YOUR INSTRUCTIONS:
When you reach the line in the data below that contains "WGS84_A / (1.0", please start repeating lines exactly, and stop after the line that contains "pub mod triangulation;", repeating nothing else.

═══

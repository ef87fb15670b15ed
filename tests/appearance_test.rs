use detection_waypoints::appearance::{AppearanceEncoder, ColorHistogramEncoder};
use detection_waypoints::detected_points::BBox;
use image::{DynamicImage, Rgb, RgbImage};

fn half_red_half_blue() -> DynamicImage {
    let img = RgbImage::from_fn(40, 20, |x, _| {
        if x < 20 { Rgb([255, 0, 0]) } else { Rgb([0, 0, 255]) }
    });
    DynamicImage::ImageRgb8(img)
}

#[test]
fn test_solid_crop_is_one_hot_per_channel() {
    let encoder = ColorHistogramEncoder::new(8);
    assert_eq!(encoder.dimension(), 24);

    let red = encoder.encode(&half_red_half_blue(), &BBox::new(2.0, 2.0, 12.0, 18.0));
    assert_eq!(red.len(), 24);
    let mut expected = vec![0.0; 24];
    expected[7] = 1.0;
    expected[8] = 1.0;
    expected[16] = 1.0;
    assert_eq!(red.as_slice(), expected.as_slice());
}

#[test]
fn test_mixed_crop_splits_mass() {
    let encoder = ColorHistogramEncoder::new(4);
    let full = encoder.encode(&half_red_half_blue(), &BBox::new(0.0, 0.0, 40.0, 20.0));
    for channel in 0..3 {
        let sum: f64 = full.rows(channel * 4, 4).sum();
        assert!((sum - 1.0).abs() < 1e-12);
    }
    assert!((full[3] - 0.5).abs() < 1e-12);
    assert!((full[0] - 0.5).abs() < 1e-12);

    let red = encoder.encode(&half_red_half_blue(), &BBox::new(0.0, 0.0, 10.0, 10.0));
    let blue = encoder.encode(&half_red_half_blue(), &BBox::new(30.0, 0.0, 40.0, 10.0));
    assert!((&red - &full).norm() < (&red - &blue).norm());
}

#[test]
fn test_box_outside_image() {
    let encoder = ColorHistogramEncoder::new(8);
    let img = half_red_half_blue();
    assert!(encoder.encode(&img, &BBox::new(50.0, 50.0, 60.0, 60.0)).iter().all(|v| *v == 0.0));
    // partially outside is clamped to the visible part
    let clamped = encoder.encode(&img, &BBox::new(-10.0, -10.0, 5.0, 5.0));
    assert_eq!(clamped[7], 1.0);
    assert_eq!(ColorHistogramEncoder::new(0).dimension(), 3);
}
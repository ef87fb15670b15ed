//! Geodetic <-> Earth-centered Earth-fixed conversions on the WGS84 ellipsoid.
//!
//! ECEF to geodetic starts from Bowring's closed-form latitude and polishes it
//! with a few fixed-point iterations. Accuracy degrades close to the poles,
//! where the longitude is undefined and the latitude update becomes stiff.

use nalgebra as na;

use crate::types::Geodetic;

/// WGS84 semi-major axis in meters.
pub const WGS84_A: f64 = 6_378_137.0;
/// WGS84 first eccentricity squared.
pub const WGS84_E2: f64 = 6.694_379_990_14e-3;

const MAX_REFINE_ITERS: usize = 5;
const LATITUDE_EPS: f64 = 1e-14;

fn prime_vertical_radius(sin_lat: f64) -> f64 {
    WGS84_A / (1.0 - WGS84_E2 * sin_lat * sin_lat).sqrt()
}

pub fn geodetic_to_ecef(geo: &Geodetic) -> na::Point3<f64> {
    let lat = geo.latitude.to_radians();
    let lon = geo.longitude.to_radians();
    let (sin_lat, cos_lat) = lat.sin_cos();
    let n = prime_vertical_radius(sin_lat);
    na::Point3::new(
        (n + geo.altitude) * cos_lat * lon.cos(),
        (n + geo.altitude) * cos_lat * lon.sin(),
        (n * (1.0 - WGS84_E2) + geo.altitude) * sin_lat,
    )
}

pub fn ecef_to_geodetic(ecef: &na::Point3<f64>) -> Geodetic {
    let (x, y, z) = (ecef.x, ecef.y, ecef.z);
    let b = WGS84_A * (1.0 - WGS84_E2).sqrt();
    let ep2 = (WGS84_A * WGS84_A - b * b) / (b * b);
    let p = x.hypot(y);
    let lon = y.atan2(x);

    let theta = (WGS84_A * z).atan2(b * p);
    let (sin_t, cos_t) = theta.sin_cos();
    let mut lat = (z + ep2 * b * sin_t.powi(3)).atan2(p - WGS84_E2 * WGS84_A * cos_t.powi(3));

    for _ in 0..MAX_REFINE_ITERS {
        let n = prime_vertical_radius(lat.sin());
        let h = p * lat.cos() + z * lat.sin() - WGS84_A * WGS84_A / n;
        let next = z.atan2(p * (1.0 - WGS84_E2 * n / (n + h)));
        let delta = (next - lat).abs();
        lat = next;
        if delta < LATITUDE_EPS {
            break;
        }
    }

    let (sin_lat, cos_lat) = lat.sin_cos();
    let n = prime_vertical_radius(sin_lat);
    let alt = p * cos_lat + z * sin_lat - WGS84_A * WGS84_A / n;

    Geodetic::new(lat.to_degrees(), lon.to_degrees(), alt)
}

/// Degrees/minutes/seconds plus a hemisphere letter to signed decimal degrees.
///
/// `S` and `W` (either case) negate; any other letter is treated as positive.
pub fn dms_to_degrees(degrees: f64, minutes: f64, seconds: f64, hemisphere: char) -> f64 {
    let sign = match hemisphere.to_ascii_uppercase() {
        'S' | 'W' => -1.0,
        _ => 1.0,
    };
    sign * (degrees + minutes / 60.0 + seconds / 3600.0)
}
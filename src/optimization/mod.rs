pub mod assignment;
pub mod plane;
pub mod similarity;
pub mod triangulation;

pub use assignment::*;
pub use plane::*;
pub use similarity::*;
pub use triangulation::*;
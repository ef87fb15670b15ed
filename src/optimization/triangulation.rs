use std::collections::BTreeMap;

use log::debug;
use nalgebra as na;
use rand::SeedableRng;
use rand::seq::IndexedRandom;
use rand_chacha::ChaCha8Rng;
use rayon::prelude::*;

use crate::config::TriangulationConfig;
use crate::error::{Error, Result};
use crate::types::CameraRay;

/// Smallest eigenvalue of the normal matrix, per ray, below which the rays
/// are treated as parallel.
const SINGULAR_EPS: f64 = 1e-12;

/// Triangulated point together with how well the rays agree on it.
#[derive(Debug, Clone, PartialEq)]
pub struct RayPoint {
    pub point: na::Point3<f64>,
    pub rms_distance: f64,
    /// Number of rays the point was fitted to.
    pub support: usize,
}

/// Point fitted to one random minimal sample of rays.
#[derive(Debug, Clone)]
pub struct RayCandidate {
    pub point: na::Point3<f64>,
    pub sample: Vec<usize>,
}

#[derive(Debug, Clone)]
pub struct RobustRayOptions {
    pub num_samples: usize,
    pub rays_per_sample: usize,
    pub threshold: f64,
    pub seed: u64,
}

impl RobustRayOptions {
    pub fn from_config(config: &TriangulationConfig, seed: u64) -> RobustRayOptions {
        RobustRayOptions {
            num_samples: config.num_samples,
            rays_per_sample: config.rays_per_sample,
            threshold: config.threshold,
            seed,
        }
    }
}

/// Closed-form point minimizing the summed squared perpendicular distance
/// to every ray: `sum(I - d d^T) x = sum(I - d d^T) C`.
pub fn fit_point_to_rays(rays: &[CameraRay]) -> Result<na::Point3<f64>> {
    if rays.is_empty() {
        return Err(Error::InsufficientGeometry("no rays to triangulate".to_string()));
    }
    let mut a = na::Matrix3::<f64>::zeros();
    let mut b = na::Vector3::<f64>::zeros();
    for ray in rays {
        let d = ray.direction.into_inner().normalize();
        let projector = na::Matrix3::identity() - d * d.transpose();
        a += projector;
        b += projector * ray.origin.coords;
    }

    let svd = a.svd(true, true);
    let smallest = svd.singular_values.min();
    if !(smallest > SINGULAR_EPS * rays.len() as f64) {
        return Err(Error::InsufficientGeometry(format!(
            "{} ray(s) are parallel or too few (smallest eigenvalue {:e})",
            rays.len(),
            smallest
        )));
    }
    let x = svd
        .solve(&b, 0.0)
        .map_err(|e| Error::InsufficientGeometry(e.to_string()))?;
    Ok(na::Point3::from(x))
}

pub fn rms_ray_distance(rays: &[CameraRay], point: &na::Point3<f64>) -> f64 {
    if rays.is_empty() {
        return 0.0;
    }
    let ss: f64 = rays.iter().map(|r| r.distance_to(point).powi(2)).sum();
    (ss / rays.len() as f64).sqrt()
}

/// Rays grouped by bit-identical origin, in first-seen order.
fn group_by_origin(rays: &[CameraRay]) -> Vec<Vec<usize>> {
    let mut groups: BTreeMap<[u64; 3], usize> = BTreeMap::new();
    let mut out: Vec<Vec<usize>> = Vec::new();
    for (i, ray) in rays.iter().enumerate() {
        let key = [
            ray.origin.x.to_bits(),
            ray.origin.y.to_bits(),
            ray.origin.z.to_bits(),
        ];
        let slot = *groups.entry(key).or_insert_with(|| {
            out.push(Vec::new());
            out.len() - 1
        });
        out[slot].push(i);
    }
    out
}

/// Draws `num_samples` minimal samples, each taking rays from distinct
/// origins, and keeps the fitted points whose sample rays all pass within
/// `threshold` of them.
///
/// Sample `s` uses ChaCha stream `s` of `seed`, so the output is the same
/// however rayon schedules the work.
pub fn triangulate_candidates(
    rays: &[CameraRay],
    opts: &RobustRayOptions,
) -> Result<Vec<RayCandidate>> {
    let groups = group_by_origin(rays);
    let sample_size = opts.rays_per_sample.min(groups.len());
    if sample_size < 2 {
        return Err(Error::InsufficientGeometry(format!(
            "robust triangulation needs rays from 2 distinct origins, got {}",
            groups.len()
        )));
    }

    let candidates: Vec<RayCandidate> = (0..opts.num_samples)
        .into_par_iter()
        .filter_map(|s| {
            let mut rng = ChaCha8Rng::seed_from_u64(opts.seed);
            rng.set_stream(s as u64);
            let chosen: Vec<&Vec<usize>> = groups.choose_multiple(&mut rng, sample_size).collect();
            let sample: Vec<usize> = chosen
                .into_iter()
                .filter_map(|g| g.choose(&mut rng).copied())
                .collect();
            let sample_rays: Vec<CameraRay> = sample.iter().map(|&i| rays[i]).collect();
            let point = fit_point_to_rays(&sample_rays).ok()?;
            sample_rays
                .iter()
                .all(|r| r.distance_to(&point) < opts.threshold)
                .then_some(RayCandidate { point, sample })
        })
        .collect();
    debug!(
        "{} of {} ray samples were self-consistent",
        candidates.len(),
        opts.num_samples
    );
    Ok(candidates)
}

/// Picks the candidate supported by the most rays and refits on those rays.
pub fn triangulate_robust(rays: &[CameraRay], opts: &RobustRayOptions) -> Result<RayPoint> {
    let candidates = triangulate_candidates(rays, opts)?;

    let mut best: Option<(Vec<CameraRay>, f64, na::Point3<f64>)> = None;
    for candidate in &candidates {
        let inliers: Vec<CameraRay> = rays
            .iter()
            .filter(|r| r.distance_to(&candidate.point) < opts.threshold)
            .copied()
            .collect();
        let rms = rms_ray_distance(&inliers, &candidate.point);
        let better = match &best {
            None => true,
            Some((best_inliers, best_rms, _)) => {
                inliers.len() > best_inliers.len()
                    || (inliers.len() == best_inliers.len() && rms < *best_rms)
            }
        };
        if better {
            best = Some((inliers, rms, candidate.point));
        }
    }

    let Some((inliers, _, seed_point)) = best else {
        return Err(Error::NoConsensus(format!(
            "none of {} ray samples agreed within {}",
            opts.num_samples, opts.threshold
        )));
    };
    let point = fit_point_to_rays(&inliers).unwrap_or(seed_point);
    Ok(RayPoint {
        point,
        rms_distance: rms_ray_distance(&inliers, &point),
        support: inliers.len(),
    })
}

/// Triangulates one track, robustly when configured.
pub fn triangulate(rays: &[CameraRay], config: &TriangulationConfig, seed: u64) -> Result<RayPoint> {
    if config.robust {
        return triangulate_robust(rays, &RobustRayOptions::from_config(config, seed));
    }
    let point = fit_point_to_rays(rays)?;
    Ok(RayPoint {
        point,
        rms_distance: rms_ray_distance(rays, &point),
        support: rays.len(),
    })
}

═══

OUTPUT OF THE EXERCISE:
    WGS84_A / (1.0 - WGS84_E2 * sin_lat * sin_lat).sqrt()
}

pub fn geodetic_to_ecef(geo: &Geodetic) -> na::Point3<f64> {
    let lat = geo.latitude.to_radians();
    let lon = geo.longitude.to_radians();
    let (sin_lat, cos_lat) = lat.sin_cos();
    let n = prime_vertical_radius(sin_lat);
    na::Point3::new(
        (n + geo.altitude) * cos_lat * lon.cos(),
        (n + geo.altitude) * cos_lat * lon.sin(),
        (n * (1.0 - WGS84_E2) + geo.altitude) * sin_lat,
    )
}

pub fn ecef_to_geodetic(ecef: &na::Point3<f64>) -> Geodetic {
    let (x, y, z) = (ecef.x, ecef.y, ecef.z);
    let b = WGS84_A * (1.0 - WGS84_E2).sqrt();
    let ep2 = (WGS84_A * WGS84_A - b * b) / (b * b);
    let p = x.hypot(y);
    let lon = y.atan2(x);

    let theta = (WGS84_A * z).atan2(b * p);
    let (sin_t, cos_t) = theta.sin_cos();
    let mut lat = (z + ep2 * b * sin_t.powi(3)).atan2(p - WGS84_E2 * WGS84_A * cos_t.powi(3));

    for _ in 0..MAX_REFINE_ITERS {
        let n = prime_vertical_radius(lat.sin());
        let h = p * lat.cos() + z * lat.sin() - WGS84_A * WGS84_A / n;
        let next = z.atan2(p * (1.0 - WGS84_E2 * n / (n + h)));
        let delta = (next - lat).abs();
        lat = next;
        if delta < LATITUDE_EPS {
            break;
        }
    }

    let (sin_lat, cos_lat) = lat.sin_cos();
    let n = prime_vertical_radius(sin_lat);
    let alt = p * cos_lat + z * sin_lat - WGS84_A * WGS84_A / n;

    Geodetic::new(lat.to_degrees(), lon.to_degrees(), alt)
}

/// Degrees/minutes/seconds plus a hemisphere letter to signed decimal degrees.
///
/// `S` and `W` (either case) negate; any other letter is treated as positive.
pub fn dms_to_degrees(degrees: f64, minutes: f64, seconds: f64, hemisphere: char) -> f64 {
    let sign = match hemisphere.to_ascii_uppercase() {
        'S' | 'W' => -1.0,
        _ => 1.0,
    };
    sign * (degrees + minutes / 60.0 + seconds / 3600.0)
}
filename src/optimization/mod.rs
pub mod assignment;
pub mod plane;
pub mod similarity;
pub mod triangulation;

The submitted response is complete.